**Your instructions**
Go over the data and keep only the lines that include "active".
(Available data Opens)
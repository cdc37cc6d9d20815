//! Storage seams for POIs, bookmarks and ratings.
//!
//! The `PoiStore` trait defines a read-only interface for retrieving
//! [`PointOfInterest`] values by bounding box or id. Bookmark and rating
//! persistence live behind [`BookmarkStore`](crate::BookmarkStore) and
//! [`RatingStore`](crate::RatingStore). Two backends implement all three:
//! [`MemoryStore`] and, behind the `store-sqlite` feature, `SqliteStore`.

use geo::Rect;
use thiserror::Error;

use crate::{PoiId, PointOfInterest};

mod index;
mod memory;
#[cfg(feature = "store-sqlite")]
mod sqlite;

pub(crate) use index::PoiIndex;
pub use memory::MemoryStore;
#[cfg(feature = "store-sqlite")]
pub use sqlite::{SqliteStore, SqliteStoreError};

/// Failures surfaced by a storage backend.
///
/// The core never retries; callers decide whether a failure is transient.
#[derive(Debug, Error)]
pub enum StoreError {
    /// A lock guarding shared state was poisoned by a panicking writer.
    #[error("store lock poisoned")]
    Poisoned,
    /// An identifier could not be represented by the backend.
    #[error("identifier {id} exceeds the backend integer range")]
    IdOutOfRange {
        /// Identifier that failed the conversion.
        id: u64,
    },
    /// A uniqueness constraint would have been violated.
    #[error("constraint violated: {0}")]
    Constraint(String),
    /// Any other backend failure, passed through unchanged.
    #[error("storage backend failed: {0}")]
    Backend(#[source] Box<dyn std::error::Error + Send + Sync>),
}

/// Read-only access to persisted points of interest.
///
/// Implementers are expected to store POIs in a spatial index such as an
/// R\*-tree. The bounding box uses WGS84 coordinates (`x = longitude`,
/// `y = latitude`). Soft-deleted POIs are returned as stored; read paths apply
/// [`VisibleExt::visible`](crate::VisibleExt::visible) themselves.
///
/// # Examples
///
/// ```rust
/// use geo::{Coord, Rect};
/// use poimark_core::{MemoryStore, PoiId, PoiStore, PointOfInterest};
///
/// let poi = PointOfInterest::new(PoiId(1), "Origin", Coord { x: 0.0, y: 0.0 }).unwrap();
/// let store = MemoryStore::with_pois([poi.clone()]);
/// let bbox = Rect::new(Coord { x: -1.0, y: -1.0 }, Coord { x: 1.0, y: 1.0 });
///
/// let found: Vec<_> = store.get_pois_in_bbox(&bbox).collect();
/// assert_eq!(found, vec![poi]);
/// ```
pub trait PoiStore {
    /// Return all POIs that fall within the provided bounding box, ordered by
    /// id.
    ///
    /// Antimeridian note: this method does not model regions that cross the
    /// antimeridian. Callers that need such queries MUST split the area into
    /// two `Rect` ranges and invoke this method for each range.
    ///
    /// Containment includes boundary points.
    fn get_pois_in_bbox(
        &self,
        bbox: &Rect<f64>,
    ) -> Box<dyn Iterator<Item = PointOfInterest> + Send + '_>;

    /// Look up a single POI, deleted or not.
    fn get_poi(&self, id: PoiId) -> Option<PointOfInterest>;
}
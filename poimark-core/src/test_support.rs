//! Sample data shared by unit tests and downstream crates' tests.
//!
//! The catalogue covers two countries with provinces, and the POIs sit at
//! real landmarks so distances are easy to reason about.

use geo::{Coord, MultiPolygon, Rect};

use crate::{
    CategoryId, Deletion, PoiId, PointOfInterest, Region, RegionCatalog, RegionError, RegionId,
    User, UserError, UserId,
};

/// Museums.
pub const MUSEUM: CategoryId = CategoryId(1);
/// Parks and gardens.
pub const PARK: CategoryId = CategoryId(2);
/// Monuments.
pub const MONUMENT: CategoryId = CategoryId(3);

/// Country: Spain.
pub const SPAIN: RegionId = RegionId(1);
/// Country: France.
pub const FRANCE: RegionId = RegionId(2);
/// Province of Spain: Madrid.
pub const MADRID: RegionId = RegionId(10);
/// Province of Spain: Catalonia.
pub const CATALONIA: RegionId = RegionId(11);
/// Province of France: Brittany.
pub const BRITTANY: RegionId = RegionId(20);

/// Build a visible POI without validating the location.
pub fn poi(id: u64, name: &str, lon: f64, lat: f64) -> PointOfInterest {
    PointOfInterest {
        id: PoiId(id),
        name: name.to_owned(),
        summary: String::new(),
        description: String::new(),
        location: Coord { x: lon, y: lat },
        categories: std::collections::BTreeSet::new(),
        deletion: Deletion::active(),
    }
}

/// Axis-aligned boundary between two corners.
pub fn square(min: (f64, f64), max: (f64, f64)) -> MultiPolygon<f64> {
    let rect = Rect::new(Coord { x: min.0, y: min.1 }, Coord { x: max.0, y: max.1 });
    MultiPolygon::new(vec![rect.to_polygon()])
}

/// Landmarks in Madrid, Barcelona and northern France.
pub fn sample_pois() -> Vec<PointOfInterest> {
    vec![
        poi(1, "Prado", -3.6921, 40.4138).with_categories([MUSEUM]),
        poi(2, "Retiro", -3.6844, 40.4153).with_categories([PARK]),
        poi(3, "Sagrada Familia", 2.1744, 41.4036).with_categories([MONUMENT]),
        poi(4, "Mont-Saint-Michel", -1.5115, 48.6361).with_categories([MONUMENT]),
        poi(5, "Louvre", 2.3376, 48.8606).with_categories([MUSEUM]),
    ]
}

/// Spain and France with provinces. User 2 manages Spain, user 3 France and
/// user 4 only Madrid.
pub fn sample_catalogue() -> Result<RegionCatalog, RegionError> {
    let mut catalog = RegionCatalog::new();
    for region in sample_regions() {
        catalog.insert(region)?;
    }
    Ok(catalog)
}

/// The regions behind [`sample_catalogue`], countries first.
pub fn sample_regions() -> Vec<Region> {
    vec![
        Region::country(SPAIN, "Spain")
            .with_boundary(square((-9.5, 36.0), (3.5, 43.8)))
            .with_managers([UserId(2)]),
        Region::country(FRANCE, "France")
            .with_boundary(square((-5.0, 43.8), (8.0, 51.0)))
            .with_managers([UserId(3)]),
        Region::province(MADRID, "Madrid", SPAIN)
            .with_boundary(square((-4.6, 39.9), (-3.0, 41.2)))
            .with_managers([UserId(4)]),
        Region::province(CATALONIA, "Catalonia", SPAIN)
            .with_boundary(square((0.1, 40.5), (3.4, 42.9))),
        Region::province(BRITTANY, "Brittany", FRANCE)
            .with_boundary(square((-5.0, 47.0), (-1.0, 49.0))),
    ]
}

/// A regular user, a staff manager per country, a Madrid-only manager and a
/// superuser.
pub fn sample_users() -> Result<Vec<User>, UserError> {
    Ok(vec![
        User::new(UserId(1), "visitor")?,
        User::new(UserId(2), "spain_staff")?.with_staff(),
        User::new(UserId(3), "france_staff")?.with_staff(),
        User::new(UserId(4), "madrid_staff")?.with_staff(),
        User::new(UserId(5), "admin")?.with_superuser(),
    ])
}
(Available data Closes)
(Available data Opens)
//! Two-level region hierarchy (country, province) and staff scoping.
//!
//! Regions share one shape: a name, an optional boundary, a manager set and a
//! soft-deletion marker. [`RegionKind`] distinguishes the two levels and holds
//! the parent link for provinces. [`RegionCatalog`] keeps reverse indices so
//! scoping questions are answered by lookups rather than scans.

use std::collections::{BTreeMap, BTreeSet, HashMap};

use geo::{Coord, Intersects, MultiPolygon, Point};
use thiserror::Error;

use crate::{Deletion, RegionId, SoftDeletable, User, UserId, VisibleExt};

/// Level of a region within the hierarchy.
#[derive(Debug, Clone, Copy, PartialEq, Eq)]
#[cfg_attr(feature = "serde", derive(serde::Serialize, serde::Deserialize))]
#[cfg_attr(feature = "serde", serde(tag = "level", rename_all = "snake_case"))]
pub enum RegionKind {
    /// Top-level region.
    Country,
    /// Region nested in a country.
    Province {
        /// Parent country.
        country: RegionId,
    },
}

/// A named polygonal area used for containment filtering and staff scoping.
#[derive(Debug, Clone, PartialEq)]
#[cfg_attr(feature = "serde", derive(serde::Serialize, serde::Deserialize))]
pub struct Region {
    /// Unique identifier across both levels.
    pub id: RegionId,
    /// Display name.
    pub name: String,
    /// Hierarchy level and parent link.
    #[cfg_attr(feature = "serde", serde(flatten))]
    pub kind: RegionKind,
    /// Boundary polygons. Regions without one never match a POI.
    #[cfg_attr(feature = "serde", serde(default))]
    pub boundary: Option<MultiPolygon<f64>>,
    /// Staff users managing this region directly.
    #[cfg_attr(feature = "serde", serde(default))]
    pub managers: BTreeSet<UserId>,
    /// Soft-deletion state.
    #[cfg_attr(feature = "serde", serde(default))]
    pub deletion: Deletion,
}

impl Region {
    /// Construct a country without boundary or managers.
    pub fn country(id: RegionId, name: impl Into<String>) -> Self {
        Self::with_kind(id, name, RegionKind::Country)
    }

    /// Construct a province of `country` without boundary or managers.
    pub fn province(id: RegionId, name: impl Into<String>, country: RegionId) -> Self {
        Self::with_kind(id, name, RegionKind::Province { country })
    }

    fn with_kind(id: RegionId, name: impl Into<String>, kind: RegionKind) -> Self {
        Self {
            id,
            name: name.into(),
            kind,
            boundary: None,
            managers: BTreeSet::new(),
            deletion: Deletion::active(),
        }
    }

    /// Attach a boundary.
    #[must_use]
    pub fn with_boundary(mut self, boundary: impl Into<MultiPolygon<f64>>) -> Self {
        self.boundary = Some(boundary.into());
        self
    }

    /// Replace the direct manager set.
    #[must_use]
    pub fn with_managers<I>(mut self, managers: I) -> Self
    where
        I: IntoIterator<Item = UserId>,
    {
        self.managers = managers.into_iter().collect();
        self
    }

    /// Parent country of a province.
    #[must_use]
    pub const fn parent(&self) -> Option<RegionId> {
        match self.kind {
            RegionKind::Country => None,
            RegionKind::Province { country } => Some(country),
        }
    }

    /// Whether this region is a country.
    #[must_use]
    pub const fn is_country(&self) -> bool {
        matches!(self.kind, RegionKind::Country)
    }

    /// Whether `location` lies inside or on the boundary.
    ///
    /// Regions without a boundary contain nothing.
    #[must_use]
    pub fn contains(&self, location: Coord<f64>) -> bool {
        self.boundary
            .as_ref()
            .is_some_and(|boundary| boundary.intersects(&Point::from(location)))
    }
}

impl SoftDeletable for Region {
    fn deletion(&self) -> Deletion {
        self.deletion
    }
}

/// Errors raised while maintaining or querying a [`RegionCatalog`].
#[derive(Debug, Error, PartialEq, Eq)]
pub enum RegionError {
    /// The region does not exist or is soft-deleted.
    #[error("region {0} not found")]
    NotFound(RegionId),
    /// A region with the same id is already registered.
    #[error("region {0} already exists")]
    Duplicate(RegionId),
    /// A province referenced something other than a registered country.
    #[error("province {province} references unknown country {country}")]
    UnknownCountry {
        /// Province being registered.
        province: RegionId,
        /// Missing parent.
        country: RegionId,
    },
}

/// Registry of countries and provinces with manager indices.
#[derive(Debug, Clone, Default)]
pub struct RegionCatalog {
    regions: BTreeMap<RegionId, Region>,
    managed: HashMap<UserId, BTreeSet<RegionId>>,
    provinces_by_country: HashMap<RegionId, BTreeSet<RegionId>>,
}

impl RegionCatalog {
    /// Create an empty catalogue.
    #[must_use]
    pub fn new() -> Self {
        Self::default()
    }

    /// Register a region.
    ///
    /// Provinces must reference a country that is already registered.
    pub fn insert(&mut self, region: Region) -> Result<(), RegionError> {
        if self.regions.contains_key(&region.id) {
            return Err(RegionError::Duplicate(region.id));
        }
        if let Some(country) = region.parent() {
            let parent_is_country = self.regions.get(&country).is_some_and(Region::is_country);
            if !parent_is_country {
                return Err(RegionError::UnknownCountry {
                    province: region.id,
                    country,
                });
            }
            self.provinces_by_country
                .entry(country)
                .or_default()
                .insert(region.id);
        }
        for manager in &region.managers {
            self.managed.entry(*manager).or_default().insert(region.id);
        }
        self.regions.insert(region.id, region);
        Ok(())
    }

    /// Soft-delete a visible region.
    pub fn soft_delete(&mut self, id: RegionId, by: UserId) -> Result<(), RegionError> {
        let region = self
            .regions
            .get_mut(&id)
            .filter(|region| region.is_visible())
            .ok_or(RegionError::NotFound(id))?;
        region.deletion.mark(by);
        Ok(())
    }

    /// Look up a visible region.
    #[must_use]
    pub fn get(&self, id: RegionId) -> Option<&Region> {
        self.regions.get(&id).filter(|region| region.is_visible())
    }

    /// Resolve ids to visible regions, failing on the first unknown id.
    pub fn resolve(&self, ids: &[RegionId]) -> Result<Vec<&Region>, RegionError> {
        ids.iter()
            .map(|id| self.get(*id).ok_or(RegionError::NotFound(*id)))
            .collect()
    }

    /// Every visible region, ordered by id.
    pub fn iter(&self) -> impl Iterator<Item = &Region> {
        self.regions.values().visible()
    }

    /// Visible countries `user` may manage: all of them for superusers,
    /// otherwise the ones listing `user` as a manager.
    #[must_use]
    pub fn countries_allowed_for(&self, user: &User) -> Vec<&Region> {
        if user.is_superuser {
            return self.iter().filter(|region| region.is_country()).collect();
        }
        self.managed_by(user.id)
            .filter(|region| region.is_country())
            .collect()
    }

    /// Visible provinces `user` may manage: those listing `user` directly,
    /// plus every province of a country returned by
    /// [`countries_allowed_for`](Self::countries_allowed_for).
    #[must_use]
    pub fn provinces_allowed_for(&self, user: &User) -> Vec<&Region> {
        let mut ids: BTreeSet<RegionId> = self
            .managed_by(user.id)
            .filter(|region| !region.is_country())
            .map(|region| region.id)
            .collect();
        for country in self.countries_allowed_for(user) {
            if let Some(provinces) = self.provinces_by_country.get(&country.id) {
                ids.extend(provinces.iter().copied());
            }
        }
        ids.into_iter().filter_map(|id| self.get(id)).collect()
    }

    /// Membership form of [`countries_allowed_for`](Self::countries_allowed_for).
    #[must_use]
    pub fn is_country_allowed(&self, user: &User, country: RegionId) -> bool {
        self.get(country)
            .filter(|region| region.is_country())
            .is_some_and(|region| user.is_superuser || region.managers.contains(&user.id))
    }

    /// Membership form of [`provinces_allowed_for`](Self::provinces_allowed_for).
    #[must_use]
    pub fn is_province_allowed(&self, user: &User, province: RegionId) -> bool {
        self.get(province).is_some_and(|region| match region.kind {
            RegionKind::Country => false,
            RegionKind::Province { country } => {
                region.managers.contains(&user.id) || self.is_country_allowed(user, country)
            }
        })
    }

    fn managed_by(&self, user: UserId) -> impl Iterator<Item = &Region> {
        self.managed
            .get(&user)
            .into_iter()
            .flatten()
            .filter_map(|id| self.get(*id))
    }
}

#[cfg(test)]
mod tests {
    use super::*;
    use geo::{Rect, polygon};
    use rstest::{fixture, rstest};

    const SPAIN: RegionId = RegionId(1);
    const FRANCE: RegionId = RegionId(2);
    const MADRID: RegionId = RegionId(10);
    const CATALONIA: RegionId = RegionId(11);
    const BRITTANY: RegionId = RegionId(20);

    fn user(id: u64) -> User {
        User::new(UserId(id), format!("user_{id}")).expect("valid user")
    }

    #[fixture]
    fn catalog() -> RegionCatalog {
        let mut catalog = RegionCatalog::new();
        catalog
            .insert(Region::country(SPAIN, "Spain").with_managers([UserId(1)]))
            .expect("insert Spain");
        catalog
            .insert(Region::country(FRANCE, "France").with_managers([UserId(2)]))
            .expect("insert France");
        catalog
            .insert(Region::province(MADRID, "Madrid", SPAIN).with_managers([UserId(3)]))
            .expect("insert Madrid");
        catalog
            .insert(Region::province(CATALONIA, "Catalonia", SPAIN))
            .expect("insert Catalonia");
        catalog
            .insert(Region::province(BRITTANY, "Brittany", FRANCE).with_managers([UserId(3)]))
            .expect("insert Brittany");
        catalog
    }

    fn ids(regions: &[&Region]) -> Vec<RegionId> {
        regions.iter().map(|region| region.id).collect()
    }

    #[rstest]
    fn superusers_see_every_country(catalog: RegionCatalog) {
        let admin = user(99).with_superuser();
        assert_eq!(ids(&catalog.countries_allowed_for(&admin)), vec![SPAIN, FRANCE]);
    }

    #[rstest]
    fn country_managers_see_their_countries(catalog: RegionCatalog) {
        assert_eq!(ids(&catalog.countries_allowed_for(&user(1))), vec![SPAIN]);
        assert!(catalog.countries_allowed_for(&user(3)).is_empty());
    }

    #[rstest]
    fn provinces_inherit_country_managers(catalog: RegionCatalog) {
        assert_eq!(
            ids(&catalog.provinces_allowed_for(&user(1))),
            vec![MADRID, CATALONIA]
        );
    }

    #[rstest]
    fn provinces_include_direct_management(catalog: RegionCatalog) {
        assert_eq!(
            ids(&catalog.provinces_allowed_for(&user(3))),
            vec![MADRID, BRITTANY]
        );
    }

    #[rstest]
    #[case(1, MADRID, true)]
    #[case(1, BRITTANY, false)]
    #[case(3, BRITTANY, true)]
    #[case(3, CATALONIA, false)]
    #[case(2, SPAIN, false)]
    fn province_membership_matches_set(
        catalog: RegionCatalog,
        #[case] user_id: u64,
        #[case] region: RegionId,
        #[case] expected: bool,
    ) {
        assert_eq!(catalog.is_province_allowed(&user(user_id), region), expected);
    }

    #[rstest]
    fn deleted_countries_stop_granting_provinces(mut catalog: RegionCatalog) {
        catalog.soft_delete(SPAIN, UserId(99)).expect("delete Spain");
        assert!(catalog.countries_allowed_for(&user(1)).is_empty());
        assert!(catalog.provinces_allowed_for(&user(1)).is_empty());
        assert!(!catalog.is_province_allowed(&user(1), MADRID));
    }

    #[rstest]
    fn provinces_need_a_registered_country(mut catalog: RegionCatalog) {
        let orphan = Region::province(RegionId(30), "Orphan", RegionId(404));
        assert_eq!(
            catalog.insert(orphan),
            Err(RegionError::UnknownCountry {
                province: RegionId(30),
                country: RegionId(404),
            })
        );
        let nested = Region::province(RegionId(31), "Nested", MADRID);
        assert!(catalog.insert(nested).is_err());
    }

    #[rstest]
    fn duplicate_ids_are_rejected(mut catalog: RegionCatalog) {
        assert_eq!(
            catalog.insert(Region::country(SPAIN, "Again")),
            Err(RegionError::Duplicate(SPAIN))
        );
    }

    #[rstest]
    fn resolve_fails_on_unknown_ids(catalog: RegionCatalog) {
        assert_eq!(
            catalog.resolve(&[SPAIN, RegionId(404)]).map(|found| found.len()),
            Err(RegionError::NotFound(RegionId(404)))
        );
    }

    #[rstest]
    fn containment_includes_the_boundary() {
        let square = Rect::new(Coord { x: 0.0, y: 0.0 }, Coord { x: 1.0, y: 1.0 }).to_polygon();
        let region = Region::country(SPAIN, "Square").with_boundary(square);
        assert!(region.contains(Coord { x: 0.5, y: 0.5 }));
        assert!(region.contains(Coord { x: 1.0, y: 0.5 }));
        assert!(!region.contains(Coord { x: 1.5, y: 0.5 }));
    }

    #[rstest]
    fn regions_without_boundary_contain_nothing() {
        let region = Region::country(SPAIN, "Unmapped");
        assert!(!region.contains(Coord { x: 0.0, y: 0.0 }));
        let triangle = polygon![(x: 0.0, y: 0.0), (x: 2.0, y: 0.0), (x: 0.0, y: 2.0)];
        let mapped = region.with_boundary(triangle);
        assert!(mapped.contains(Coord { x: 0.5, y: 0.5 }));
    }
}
(Available data Closes)
**Output**
        deletion: Deletion::active(),
            deletion: Deletion::active(),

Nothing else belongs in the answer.